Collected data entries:
= = = = =

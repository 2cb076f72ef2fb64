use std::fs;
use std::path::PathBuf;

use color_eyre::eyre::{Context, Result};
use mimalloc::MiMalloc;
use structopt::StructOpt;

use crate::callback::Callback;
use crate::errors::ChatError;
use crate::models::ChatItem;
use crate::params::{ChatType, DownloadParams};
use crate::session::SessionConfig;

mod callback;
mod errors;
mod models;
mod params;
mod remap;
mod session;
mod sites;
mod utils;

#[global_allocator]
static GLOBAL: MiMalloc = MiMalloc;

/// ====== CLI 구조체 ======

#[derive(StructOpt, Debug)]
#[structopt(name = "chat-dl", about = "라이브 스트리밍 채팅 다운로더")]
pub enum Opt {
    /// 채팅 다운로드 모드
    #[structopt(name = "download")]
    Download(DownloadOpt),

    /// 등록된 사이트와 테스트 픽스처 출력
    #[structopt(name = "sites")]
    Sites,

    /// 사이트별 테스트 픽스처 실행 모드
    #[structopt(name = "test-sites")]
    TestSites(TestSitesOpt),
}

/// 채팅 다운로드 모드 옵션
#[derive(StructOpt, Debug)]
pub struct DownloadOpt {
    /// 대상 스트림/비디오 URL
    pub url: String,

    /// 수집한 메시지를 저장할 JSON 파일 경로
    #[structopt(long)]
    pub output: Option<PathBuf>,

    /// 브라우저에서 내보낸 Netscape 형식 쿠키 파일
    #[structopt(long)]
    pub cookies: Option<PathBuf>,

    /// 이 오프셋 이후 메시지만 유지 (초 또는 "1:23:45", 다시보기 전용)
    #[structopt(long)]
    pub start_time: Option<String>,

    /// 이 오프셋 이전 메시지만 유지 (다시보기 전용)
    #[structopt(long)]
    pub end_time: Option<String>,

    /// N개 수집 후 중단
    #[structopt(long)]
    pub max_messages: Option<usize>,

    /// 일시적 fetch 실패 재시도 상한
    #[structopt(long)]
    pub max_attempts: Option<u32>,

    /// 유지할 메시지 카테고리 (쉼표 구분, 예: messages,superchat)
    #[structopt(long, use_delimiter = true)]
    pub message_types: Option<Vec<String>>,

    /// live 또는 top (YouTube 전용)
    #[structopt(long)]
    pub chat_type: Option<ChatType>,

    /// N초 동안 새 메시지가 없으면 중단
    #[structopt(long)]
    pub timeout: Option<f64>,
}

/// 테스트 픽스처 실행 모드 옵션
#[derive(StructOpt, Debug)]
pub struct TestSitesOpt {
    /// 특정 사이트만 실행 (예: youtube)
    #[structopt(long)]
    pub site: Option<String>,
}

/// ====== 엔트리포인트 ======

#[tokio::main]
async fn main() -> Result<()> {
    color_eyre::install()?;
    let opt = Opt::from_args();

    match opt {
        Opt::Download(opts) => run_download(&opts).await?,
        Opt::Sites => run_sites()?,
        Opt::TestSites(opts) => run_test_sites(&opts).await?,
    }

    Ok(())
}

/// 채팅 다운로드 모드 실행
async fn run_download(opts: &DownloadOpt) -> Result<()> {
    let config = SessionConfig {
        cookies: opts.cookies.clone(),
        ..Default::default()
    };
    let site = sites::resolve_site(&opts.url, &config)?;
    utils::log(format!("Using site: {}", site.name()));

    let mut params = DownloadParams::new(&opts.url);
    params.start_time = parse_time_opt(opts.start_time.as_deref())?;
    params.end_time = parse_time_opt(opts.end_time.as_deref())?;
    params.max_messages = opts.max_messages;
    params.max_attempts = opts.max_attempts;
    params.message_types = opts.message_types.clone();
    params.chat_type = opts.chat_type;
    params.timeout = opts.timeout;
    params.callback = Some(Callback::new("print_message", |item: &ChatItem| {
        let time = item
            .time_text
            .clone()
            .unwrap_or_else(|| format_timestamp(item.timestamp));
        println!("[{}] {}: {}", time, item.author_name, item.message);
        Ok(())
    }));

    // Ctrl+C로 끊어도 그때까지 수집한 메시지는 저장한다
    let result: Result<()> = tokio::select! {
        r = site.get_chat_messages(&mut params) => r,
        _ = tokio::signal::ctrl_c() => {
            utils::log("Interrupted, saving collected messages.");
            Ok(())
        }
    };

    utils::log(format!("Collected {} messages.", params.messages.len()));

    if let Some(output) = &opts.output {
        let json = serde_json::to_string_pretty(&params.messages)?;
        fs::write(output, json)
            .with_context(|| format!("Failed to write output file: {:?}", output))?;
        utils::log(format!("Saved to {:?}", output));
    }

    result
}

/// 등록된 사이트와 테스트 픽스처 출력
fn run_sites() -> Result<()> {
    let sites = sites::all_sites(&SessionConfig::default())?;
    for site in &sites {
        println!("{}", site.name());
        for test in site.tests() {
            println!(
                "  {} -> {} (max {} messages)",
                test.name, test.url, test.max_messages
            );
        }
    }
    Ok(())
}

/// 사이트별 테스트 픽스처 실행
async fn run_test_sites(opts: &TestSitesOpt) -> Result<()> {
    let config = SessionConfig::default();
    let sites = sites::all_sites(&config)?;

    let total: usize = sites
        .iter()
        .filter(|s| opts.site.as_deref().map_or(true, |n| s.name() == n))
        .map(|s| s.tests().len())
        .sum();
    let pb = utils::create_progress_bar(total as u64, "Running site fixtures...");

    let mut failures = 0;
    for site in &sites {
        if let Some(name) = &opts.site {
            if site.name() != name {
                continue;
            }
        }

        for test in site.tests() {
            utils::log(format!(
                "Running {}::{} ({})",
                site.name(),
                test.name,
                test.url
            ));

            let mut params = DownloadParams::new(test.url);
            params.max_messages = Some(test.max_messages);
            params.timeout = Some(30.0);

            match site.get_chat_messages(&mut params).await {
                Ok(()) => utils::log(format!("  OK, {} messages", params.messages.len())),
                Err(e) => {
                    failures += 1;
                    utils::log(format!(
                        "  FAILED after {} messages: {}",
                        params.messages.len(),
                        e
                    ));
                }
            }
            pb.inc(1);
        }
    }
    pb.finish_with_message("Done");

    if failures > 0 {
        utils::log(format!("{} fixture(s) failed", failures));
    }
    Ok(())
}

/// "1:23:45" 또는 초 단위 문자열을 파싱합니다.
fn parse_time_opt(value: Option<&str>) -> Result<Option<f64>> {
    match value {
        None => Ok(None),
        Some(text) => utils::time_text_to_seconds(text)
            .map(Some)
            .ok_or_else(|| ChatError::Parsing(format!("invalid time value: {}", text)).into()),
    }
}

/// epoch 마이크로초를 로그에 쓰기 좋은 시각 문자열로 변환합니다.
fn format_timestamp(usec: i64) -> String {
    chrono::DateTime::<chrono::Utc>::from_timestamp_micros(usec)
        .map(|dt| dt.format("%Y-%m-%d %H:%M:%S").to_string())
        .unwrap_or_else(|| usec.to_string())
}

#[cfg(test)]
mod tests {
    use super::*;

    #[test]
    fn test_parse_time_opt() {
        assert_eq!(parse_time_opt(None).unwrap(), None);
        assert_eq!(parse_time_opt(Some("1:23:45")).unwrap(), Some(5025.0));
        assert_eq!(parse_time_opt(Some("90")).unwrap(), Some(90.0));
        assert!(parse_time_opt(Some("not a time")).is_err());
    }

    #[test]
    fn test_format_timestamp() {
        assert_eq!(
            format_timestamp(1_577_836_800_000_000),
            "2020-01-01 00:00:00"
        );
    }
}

= = = = =

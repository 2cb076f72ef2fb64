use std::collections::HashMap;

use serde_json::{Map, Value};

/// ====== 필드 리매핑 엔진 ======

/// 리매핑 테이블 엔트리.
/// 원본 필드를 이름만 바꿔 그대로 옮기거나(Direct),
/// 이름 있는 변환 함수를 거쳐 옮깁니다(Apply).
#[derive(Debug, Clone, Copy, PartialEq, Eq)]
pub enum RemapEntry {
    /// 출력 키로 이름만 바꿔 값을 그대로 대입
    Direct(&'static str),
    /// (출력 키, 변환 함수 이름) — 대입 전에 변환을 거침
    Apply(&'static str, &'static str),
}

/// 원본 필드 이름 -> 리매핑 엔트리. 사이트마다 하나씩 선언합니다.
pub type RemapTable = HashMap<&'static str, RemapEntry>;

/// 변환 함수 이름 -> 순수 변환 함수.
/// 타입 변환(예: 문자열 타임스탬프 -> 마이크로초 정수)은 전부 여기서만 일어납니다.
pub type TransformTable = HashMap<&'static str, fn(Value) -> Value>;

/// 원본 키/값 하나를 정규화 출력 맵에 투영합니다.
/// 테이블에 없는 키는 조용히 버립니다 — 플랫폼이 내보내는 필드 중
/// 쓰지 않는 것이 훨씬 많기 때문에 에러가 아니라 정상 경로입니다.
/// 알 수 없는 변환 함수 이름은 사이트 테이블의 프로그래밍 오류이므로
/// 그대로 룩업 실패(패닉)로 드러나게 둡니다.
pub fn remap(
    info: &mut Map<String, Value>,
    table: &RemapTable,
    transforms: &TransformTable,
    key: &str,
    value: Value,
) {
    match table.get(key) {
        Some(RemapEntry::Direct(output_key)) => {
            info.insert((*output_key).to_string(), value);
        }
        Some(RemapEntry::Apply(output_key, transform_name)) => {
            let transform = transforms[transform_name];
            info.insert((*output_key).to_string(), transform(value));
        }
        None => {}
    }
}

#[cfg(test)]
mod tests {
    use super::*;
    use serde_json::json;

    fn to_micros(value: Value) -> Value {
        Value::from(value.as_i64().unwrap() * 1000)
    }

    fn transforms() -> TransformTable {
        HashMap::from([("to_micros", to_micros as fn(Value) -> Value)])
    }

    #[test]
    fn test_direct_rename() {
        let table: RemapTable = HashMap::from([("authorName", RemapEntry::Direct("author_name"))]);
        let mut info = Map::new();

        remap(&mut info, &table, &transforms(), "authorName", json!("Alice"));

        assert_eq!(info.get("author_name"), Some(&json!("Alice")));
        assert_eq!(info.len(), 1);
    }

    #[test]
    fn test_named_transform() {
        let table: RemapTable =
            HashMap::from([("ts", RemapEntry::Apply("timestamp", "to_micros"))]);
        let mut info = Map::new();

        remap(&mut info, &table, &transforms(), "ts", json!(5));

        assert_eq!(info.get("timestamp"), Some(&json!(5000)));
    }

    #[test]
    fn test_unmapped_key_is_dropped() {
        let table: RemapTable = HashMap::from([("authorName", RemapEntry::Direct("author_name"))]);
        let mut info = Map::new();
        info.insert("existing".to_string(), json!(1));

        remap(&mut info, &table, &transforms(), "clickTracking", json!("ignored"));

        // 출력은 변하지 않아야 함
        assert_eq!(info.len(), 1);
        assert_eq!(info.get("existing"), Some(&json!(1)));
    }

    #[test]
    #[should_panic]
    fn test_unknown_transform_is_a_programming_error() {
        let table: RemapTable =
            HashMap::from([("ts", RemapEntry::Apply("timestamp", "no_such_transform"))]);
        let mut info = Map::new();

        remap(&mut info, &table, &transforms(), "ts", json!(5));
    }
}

= = = = =

→ **WHAT IS REQUIRED**
All lines of the records above with the word "DownloadParams" in them are to be copied.

→ **PROBLEM SOLUTION**
use crate::params::{ChatType, DownloadParams};
    let mut params = DownloadParams::new(&opts.url);
            let mut params = DownloadParams::new(test.url);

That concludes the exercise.